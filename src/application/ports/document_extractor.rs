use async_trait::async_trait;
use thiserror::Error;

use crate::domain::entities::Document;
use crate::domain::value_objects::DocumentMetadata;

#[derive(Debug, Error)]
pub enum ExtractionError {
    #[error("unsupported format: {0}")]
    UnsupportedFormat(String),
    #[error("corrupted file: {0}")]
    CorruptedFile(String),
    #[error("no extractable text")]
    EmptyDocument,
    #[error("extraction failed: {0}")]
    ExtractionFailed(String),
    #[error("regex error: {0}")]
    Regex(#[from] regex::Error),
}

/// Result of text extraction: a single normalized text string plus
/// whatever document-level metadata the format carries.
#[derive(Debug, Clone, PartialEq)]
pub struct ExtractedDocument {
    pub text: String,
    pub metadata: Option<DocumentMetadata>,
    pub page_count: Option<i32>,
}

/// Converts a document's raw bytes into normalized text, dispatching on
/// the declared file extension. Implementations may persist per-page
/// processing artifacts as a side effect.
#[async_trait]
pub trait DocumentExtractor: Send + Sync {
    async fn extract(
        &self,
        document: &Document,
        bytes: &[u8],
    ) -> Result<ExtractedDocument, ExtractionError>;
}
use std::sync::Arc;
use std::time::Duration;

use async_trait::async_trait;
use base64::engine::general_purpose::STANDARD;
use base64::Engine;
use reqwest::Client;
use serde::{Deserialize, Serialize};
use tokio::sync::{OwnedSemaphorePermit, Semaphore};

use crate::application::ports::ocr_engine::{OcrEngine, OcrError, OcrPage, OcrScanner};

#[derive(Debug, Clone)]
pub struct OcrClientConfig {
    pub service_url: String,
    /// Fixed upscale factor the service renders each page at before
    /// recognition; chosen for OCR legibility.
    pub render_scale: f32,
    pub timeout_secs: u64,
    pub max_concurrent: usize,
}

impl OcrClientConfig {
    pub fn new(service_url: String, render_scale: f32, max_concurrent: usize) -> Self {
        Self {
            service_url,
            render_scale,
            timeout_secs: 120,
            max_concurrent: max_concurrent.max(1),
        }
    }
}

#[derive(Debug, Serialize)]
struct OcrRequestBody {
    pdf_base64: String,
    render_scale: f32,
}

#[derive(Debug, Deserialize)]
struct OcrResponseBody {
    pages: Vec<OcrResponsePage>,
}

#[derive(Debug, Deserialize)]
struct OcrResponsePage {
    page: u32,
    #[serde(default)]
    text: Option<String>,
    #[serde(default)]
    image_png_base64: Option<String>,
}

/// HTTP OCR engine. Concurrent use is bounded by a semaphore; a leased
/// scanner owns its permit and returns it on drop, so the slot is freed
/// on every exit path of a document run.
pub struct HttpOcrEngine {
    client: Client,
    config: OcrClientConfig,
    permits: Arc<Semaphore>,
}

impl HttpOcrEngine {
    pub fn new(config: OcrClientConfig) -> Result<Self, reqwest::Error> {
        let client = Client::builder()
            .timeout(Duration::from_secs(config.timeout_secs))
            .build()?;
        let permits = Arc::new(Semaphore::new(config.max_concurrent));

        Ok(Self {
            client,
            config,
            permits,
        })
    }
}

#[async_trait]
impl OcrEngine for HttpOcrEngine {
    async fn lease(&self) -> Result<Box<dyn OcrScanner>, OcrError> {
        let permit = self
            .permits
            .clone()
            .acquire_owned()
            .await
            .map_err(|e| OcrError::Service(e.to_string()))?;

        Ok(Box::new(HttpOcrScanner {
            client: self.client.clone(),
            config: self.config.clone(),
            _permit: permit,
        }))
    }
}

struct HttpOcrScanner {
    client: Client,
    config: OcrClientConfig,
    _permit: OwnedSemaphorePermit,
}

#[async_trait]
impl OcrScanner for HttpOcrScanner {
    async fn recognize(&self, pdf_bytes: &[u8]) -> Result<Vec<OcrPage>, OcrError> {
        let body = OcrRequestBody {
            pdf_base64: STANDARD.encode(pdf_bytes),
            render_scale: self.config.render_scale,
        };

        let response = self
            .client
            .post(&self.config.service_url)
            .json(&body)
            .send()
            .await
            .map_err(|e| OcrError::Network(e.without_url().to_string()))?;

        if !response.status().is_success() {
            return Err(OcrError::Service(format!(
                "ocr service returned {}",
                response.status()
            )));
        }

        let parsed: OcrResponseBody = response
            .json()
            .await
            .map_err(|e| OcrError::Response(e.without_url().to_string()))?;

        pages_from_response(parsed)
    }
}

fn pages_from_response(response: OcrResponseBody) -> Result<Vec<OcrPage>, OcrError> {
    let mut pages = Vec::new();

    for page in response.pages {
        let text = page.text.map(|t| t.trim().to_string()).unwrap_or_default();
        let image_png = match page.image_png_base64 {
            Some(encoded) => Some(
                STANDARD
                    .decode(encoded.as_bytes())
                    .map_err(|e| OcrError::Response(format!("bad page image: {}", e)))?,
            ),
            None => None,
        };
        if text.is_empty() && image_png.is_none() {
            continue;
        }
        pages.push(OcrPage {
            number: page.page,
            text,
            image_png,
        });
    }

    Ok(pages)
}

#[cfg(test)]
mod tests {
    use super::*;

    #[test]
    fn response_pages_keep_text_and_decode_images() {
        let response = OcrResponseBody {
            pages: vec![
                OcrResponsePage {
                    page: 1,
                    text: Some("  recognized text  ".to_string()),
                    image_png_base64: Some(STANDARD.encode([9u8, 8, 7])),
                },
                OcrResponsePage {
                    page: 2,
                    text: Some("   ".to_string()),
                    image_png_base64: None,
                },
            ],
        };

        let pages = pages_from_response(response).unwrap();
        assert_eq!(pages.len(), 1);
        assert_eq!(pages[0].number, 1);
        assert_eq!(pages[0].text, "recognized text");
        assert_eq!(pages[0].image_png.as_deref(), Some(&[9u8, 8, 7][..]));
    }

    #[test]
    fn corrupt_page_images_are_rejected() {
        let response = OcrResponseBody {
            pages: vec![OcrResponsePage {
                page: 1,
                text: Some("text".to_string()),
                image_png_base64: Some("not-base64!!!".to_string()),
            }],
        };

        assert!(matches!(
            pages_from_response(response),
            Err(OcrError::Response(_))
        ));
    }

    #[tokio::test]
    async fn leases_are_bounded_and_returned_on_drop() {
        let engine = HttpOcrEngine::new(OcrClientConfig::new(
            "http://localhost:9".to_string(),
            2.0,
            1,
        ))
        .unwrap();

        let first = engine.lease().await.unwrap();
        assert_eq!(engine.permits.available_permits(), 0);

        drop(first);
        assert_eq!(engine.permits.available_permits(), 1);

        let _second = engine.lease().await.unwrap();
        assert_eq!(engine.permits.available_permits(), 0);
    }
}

**Your objective**: Each record above is to be written out again exactly.

**Expected output**:
filename src/application/ports/document_extractor.rs
use async_trait::async_trait;
use thiserror::Error;

use crate::domain::entities::Document;
use crate::domain::value_objects::DocumentMetadata;

#[derive(Debug, Error)]
pub enum ExtractionError {
    #[error("unsupported format: {0}")]
    UnsupportedFormat(String),
    #[error("corrupted file: {0}")]
    CorruptedFile(String),
    #[error("no extractable text")]
    EmptyDocument,
    #[error("extraction failed: {0}")]
    ExtractionFailed(String),
    #[error("regex error: {0}")]
    Regex(#[from] regex::Error),
}

/// Result of text extraction: a single normalized text string plus
/// whatever document-level metadata the format carries.
#[derive(Debug, Clone, PartialEq)]
pub struct ExtractedDocument {
    pub text: String,
    pub metadata: Option<DocumentMetadata>,
    pub page_count: Option<i32>,
}

/// Converts a document's raw bytes into normalized text, dispatching on
/// the declared file extension. Implementations may persist per-page
/// processing artifacts as a side effect.
#[async_trait]
pub trait DocumentExtractor: Send + Sync {
    async fn extract(
        &self,
        document: &Document,
        bytes: &[u8],
    ) -> Result<ExtractedDocument, ExtractionError>;
}
use std::sync::Arc;
use std::time::Duration;

use async_trait::async_trait;
use base64::engine::general_purpose::STANDARD;
use base64::Engine;
use reqwest::Client;
use serde::{Deserialize, Serialize};
use tokio::sync::{OwnedSemaphorePermit, Semaphore};

use crate::application::ports::ocr_engine::{OcrEngine, OcrError, OcrPage, OcrScanner};

#[derive(Debug, Clone)]
pub struct OcrClientConfig {
    pub service_url: String,
    /// Fixed upscale factor the service renders each page at before
    /// recognition; chosen for OCR legibility.
    pub render_scale: f32,
    pub timeout_secs: u64,
    pub max_concurrent: usize,
}

impl OcrClientConfig {
    pub fn new(service_url: String, render_scale: f32, max_concurrent: usize) -> Self {
        Self {
            service_url,
            render_scale,
            timeout_secs: 120,
            max_concurrent: max_concurrent.max(1),
        }
    }
}

#[derive(Debug, Serialize)]
struct OcrRequestBody {
    pdf_base64: String,
    render_scale: f32,
}

#[derive(Debug, Deserialize)]
struct OcrResponseBody {
    pages: Vec<OcrResponsePage>,
}

#[derive(Debug, Deserialize)]
struct OcrResponsePage {
    page: u32,
    #[serde(default)]
    text: Option<String>,
    #[serde(default)]
    image_png_base64: Option<String>,
}

/// HTTP OCR engine. Concurrent use is bounded by a semaphore; a leased
/// scanner owns its permit and returns it on drop, so the slot is freed
/// on every exit path of a document run.
pub struct HttpOcrEngine {
    client: Client,
    config: OcrClientConfig,
    permits: Arc<Semaphore>,
}

impl HttpOcrEngine {
    pub fn new(config: OcrClientConfig) -> Result<Self, reqwest::Error> {
        let client = Client::builder()
            .timeout(Duration::from_secs(config.timeout_secs))
            .build()?;
        let permits = Arc::new(Semaphore::new(config.max_concurrent));

        Ok(Self {
            client,
            config,
            permits,
        })
    }
}

#[async_trait]
impl OcrEngine for HttpOcrEngine {
    async fn lease(&self) -> Result<Box<dyn OcrScanner>, OcrError> {
        let permit = self
            .permits
            .clone()
            .acquire_owned()
            .await
            .map_err(|e| OcrError::Service(e.to_string()))?;

        Ok(Box::new(HttpOcrScanner {
            client: self.client.clone(),
            config: self.config.clone(),
            _permit: permit,
        }))
    }
}

struct HttpOcrScanner {
    client: Client,
    config: OcrClientConfig,
    _permit: OwnedSemaphorePermit,
}

#[async_trait]
impl OcrScanner for HttpOcrScanner {
    async fn recognize(&self, pdf_bytes: &[u8]) -> Result<Vec<OcrPage>, OcrError> {
        let body = OcrRequestBody {
            pdf_base64: STANDARD.encode(pdf_bytes),
            render_scale: self.config.render_scale,
        };

        let response = self
            .client
            .post(&self.config.service_url)
            .json(&body)
            .send()
            .await
            .map_err(|e| OcrError::Network(e.without_url().to_string()))?;

        if !response.status().is_success() {
            return Err(OcrError::Service(format!(
                "ocr service returned {}",
                response.status()
            )));
        }

        let parsed: OcrResponseBody = response
            .json()
            .await
            .map_err(|e| OcrError::Response(e.without_url().to_string()))?;

        pages_from_response(parsed)
    }
}

fn pages_from_response(response: OcrResponseBody) -> Result<Vec<OcrPage>, OcrError> {
    let mut pages = Vec::new();

    for page in response.pages {
        let text = page.text.map(|t| t.trim().to_string()).unwrap_or_default();
        let image_png = match page.image_png_base64 {
            Some(encoded) => Some(
                STANDARD
                    .decode(encoded.as_bytes())
                    .map_err(|e| OcrError::Response(format!("bad page image: {}", e)))?,
            ),
            None => None,
        };
        if text.is_empty() && image_png.is_none() {
            continue;
        }
        pages.push(OcrPage {
            number: page.page,
            text,
            image_png,
        });
    }

    Ok(pages)
}

#[cfg(test)]
mod tests {
    use super::*;

    #[test]
    fn response_pages_keep_text_and_decode_images() {
        let response = OcrResponseBody {
            pages: vec![
                OcrResponsePage {
                    page: 1,
                    text: Some("  recognized text  ".to_string()),
                    image_png_base64: Some(STANDARD.encode([9u8, 8, 7])),
                },
                OcrResponsePage {
                    page: 2,
                    text: Some("   ".to_string()),
                    image_png_base64: None,
                },
            ],
        };

        let pages = pages_from_response(response).unwrap();
        assert_eq!(pages.len(), 1);
        assert_eq!(pages[0].number, 1);
        assert_eq!(pages[0].text, "recognized text");
        assert_eq!(pages[0].image_png.as_deref(), Some(&[9u8, 8, 7][..]));
    }

    #[test]
    fn corrupt_page_images_are_rejected() {
        let response = OcrResponseBody {
            pages: vec![OcrResponsePage {
                page: 1,
                text: Some("text".to_string()),
                image_png_base64: Some("not-base64!!!".to_string()),
            }],
        };

        assert!(matches!(
            pages_from_response(response),
            Err(OcrError::Response(_))
        ));
    }

    #[tokio::test]
    async fn leases_are_bounded_and_returned_on_drop() {
        let engine = HttpOcrEngine::new(OcrClientConfig::new(
            "http://localhost:9".to_string(),
            2.0,
            1,
        ))
        .unwrap();

        let first = engine.lease().await.unwrap();
        assert_eq!(engine.permits.available_permits(), 0);

        drop(first);
        assert_eq!(engine.permits.available_permits(), 1);

        let _second = engine.lease().await.unwrap();
        assert_eq!(engine.permits.available_permits(), 0);
    }
}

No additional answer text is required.